As if this weren’t exciting enough, a week later, 10 sub-2:18 women will line up at the start of the London marathon. These include world record holder, Ethiopian Tigst Assefa, who set a new world record in Berlin in 2023, in 2:11:53. The London marathon is the most-watched race in the world, according to, and will feature 6 Ethiopians; 9 runners from the USA, GBR, and France; and 5 runners from Kenya, including the incredible former world record holder, Brigid Kosgei. I’ll be there in London, too, trucking along in the slipstream, hoping to pick up my sixth star, craning my neck from the back start corrals to get a glimpse of these astoundingly talented women as they fly by.

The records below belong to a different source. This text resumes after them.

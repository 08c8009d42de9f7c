use anyhow::Context;
use rusqlite::{Connection, OptionalExtension};
use std::path::Path;
use std::time::Duration;

use crate::config::DaemonConfig;

pub fn open_db(workspace: &Path, cfg: &DaemonConfig) -> anyhow::Result<Connection> {
    std::fs::create_dir_all(workspace)
        .with_context(|| format!("failed to create workspace {}", workspace.to_string_lossy()))?;
    let db_path = workspace.join(&cfg.db_file);
    let conn = Connection::open(&db_path)
        .with_context(|| format!("failed to open database {}", db_path.to_string_lossy()))?;
    conn.busy_timeout(Duration::from_millis(cfg.busy_timeout_ms))?;
    conn.execute("PRAGMA foreign_keys = ON", [])?;
    init_schema(&conn)?;
    Ok(conn)
}

pub fn init_schema(conn: &Connection) -> anyhow::Result<()> {
    conn.execute(
        "CREATE TABLE IF NOT EXISTS settings(
            key TEXT PRIMARY KEY,
            value_json TEXT NOT NULL
        )",
        [],
    )?;

    conn.execute(
        "CREATE TABLE IF NOT EXISTS classes(
            name TEXT PRIMARY KEY,
            grade INTEGER NOT NULL,
            stream_label TEXT
        )",
        [],
    )?;
    conn.execute(
        "CREATE INDEX IF NOT EXISTS idx_classes_grade ON classes(grade)",
        [],
    )?;

    conn.execute(
        "CREATE TABLE IF NOT EXISTS students(
            student_id INTEGER PRIMARY KEY AUTOINCREMENT,
            name TEXT NOT NULL,
            class TEXT NOT NULL,
            status TEXT NOT NULL DEFAULT 'Active',
            FOREIGN KEY(class) REFERENCES classes(name)
        )",
        [],
    )?;
    ensure_students_admission_no(conn)?;
    ensure_students_updated_at(conn)?;
    conn.execute(
        "CREATE INDEX IF NOT EXISTS idx_students_class ON students(class, status)",
        [],
    )?;

    conn.execute(
        "CREATE TABLE IF NOT EXISTS student_classes(
            student_id INTEGER NOT NULL,
            class TEXT NOT NULL,
            academic_year INTEGER NOT NULL,
            PRIMARY KEY(student_id, academic_year),
            FOREIGN KEY(student_id) REFERENCES students(student_id),
            FOREIGN KEY(class) REFERENCES classes(name)
        )",
        [],
    )?;

    conn.execute(
        "CREATE TABLE IF NOT EXISTS exams(
            exam_id INTEGER PRIMARY KEY AUTOINCREMENT,
            exam_name TEXT NOT NULL,
            exam_type TEXT NOT NULL,
            term INTEGER NOT NULL,
            date_created TEXT NOT NULL
        )",
        [],
    )?;

    conn.execute(
        "CREATE TABLE IF NOT EXISTS exam_results(
            id TEXT PRIMARY KEY,
            student_id INTEGER NOT NULL,
            exam_id INTEGER NOT NULL,
            total_marks INTEGER,
            position INTEGER,
            stream_position INTEGER,
            updated_at TEXT,
            FOREIGN KEY(student_id) REFERENCES students(student_id),
            FOREIGN KEY(exam_id) REFERENCES exams(exam_id),
            UNIQUE(student_id, exam_id)
        )",
        [],
    )?;
    ensure_exam_results_stream_position(conn)?;
    conn.execute(
        "CREATE INDEX IF NOT EXISTS idx_exam_results_exam ON exam_results(exam_id)",
        [],
    )?;

    // Subject marks of an exam result, one row per configured subject.
    conn.execute(
        "CREATE TABLE IF NOT EXISTS exam_marks(
            exam_id INTEGER NOT NULL,
            student_id INTEGER NOT NULL,
            subject TEXT NOT NULL,
            mark INTEGER,
            PRIMARY KEY(exam_id, student_id, subject),
            FOREIGN KEY(student_id) REFERENCES students(student_id),
            FOREIGN KEY(exam_id) REFERENCES exams(exam_id)
        )",
        [],
    )?;

    for table in ["point_boundaries", "total_point_boundaries"] {
        conn.execute(
            &format!(
                "CREATE TABLE IF NOT EXISTS {}(
                    id INTEGER PRIMARY KEY AUTOINCREMENT,
                    min_marks REAL NOT NULL,
                    max_marks REAL NOT NULL,
                    pl TEXT NOT NULL,
                    ab TEXT NOT NULL,
                    sort_order INTEGER NOT NULL
                )",
                table
            ),
            [],
        )?;
    }

    conn.execute(
        "CREATE TABLE IF NOT EXISTS exam_mean_scores(
            exam_id INTEGER NOT NULL,
            class TEXT NOT NULL,
            subject_means TEXT NOT NULL,
            total_mean REAL NOT NULL,
            updated_at TEXT,
            PRIMARY KEY(exam_id, class),
            FOREIGN KEY(exam_id) REFERENCES exams(exam_id)
        )",
        [],
    )?;
    conn.execute(
        "CREATE INDEX IF NOT EXISTS idx_exam_mean_scores_class ON exam_mean_scores(class, exam_id)",
        [],
    )?;

    Ok(())
}

pub fn settings_get_json(
    conn: &Connection,
    key: &str,
) -> anyhow::Result<Option<serde_json::Value>> {
    let text: Option<String> = conn
        .query_row(
            "SELECT value_json FROM settings WHERE key = ?",
            [key],
            |r| r.get(0),
        )
        .optional()?;
    let Some(text) = text else {
        return Ok(None);
    };
    let value = serde_json::from_str(&text)
        .with_context(|| format!("setting {} holds invalid JSON", key))?;
    Ok(Some(value))
}

pub fn settings_set_json(
    conn: &Connection,
    key: &str,
    value: &serde_json::Value,
) -> anyhow::Result<()> {
    conn.execute(
        "INSERT INTO settings(key, value_json) VALUES(?, ?)
         ON CONFLICT(key) DO UPDATE SET value_json = excluded.value_json",
        (key, serde_json::to_string(value)?),
    )?;
    Ok(())
}

fn ensure_students_admission_no(conn: &Connection) -> anyhow::Result<()> {
    if table_has_column(conn, "students", "admission_no")? {
        return Ok(());
    }
    conn.execute("ALTER TABLE students ADD COLUMN admission_no TEXT", [])?;
    Ok(())
}

fn ensure_students_updated_at(conn: &Connection) -> anyhow::Result<()> {
    if table_has_column(conn, "students", "updated_at")? {
        return Ok(());
    }
    conn.execute("ALTER TABLE students ADD COLUMN updated_at TEXT", [])?;
    Ok(())
}

// Workspaces created before stream ranking only stored the class position.
fn ensure_exam_results_stream_position(conn: &Connection) -> anyhow::Result<()> {
    if table_has_column(conn, "exam_results", "stream_position")? {
        return Ok(());
    }
    conn.execute(
        "ALTER TABLE exam_results ADD COLUMN stream_position INTEGER",
        [],
    )?;
    Ok(())
}

fn table_has_column(conn: &Connection, table: &str, column: &str) -> anyhow::Result<bool> {
    let sql = format!("PRAGMA table_info({})", table);
    let mut stmt = conn.prepare(&sql)?;
    let mut rows = stmt.query([])?;
    while let Some(row) = rows.next()? {
        let name: String = row.get(1)?;
        if name == column {
            return Ok(true);
        }
    }
    Ok(false)
}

Kenyan and Ethiopian runners dominate headlines for their incredible performances in the marathon majors. Assefa holds the course (and world) record in Berlin; Margaret Okayo (KEN) holds the NYC record; Buzunesh Deba (ETH) has Boston; and Kosgei—did I mention she’s incredible?—holds the records for Chicago and Tokyo. As of this writing, Great Britain’s Paula Radcliffe’s 2003 record of 2:15 in London still stands. But after next week—anything could happen.

As dominant as they are, the East African runners comprise less than half of Boston’s elite women’s field. Of the 61 runners lining up in Hopkinton, only 8 are from Kenya; 11 are from Ethiopia, and one is from Eritrea. Almost half of the field is comprised of Americans—28—while the rest of the contenders on Patriots’ Day are from a smattering of other countries, most notably places that were once part of the British empire. London’s field skews even more toward the former British empire. This colonial connection turns out to be important to the story of the rise of global track and field, particularly in Kenya.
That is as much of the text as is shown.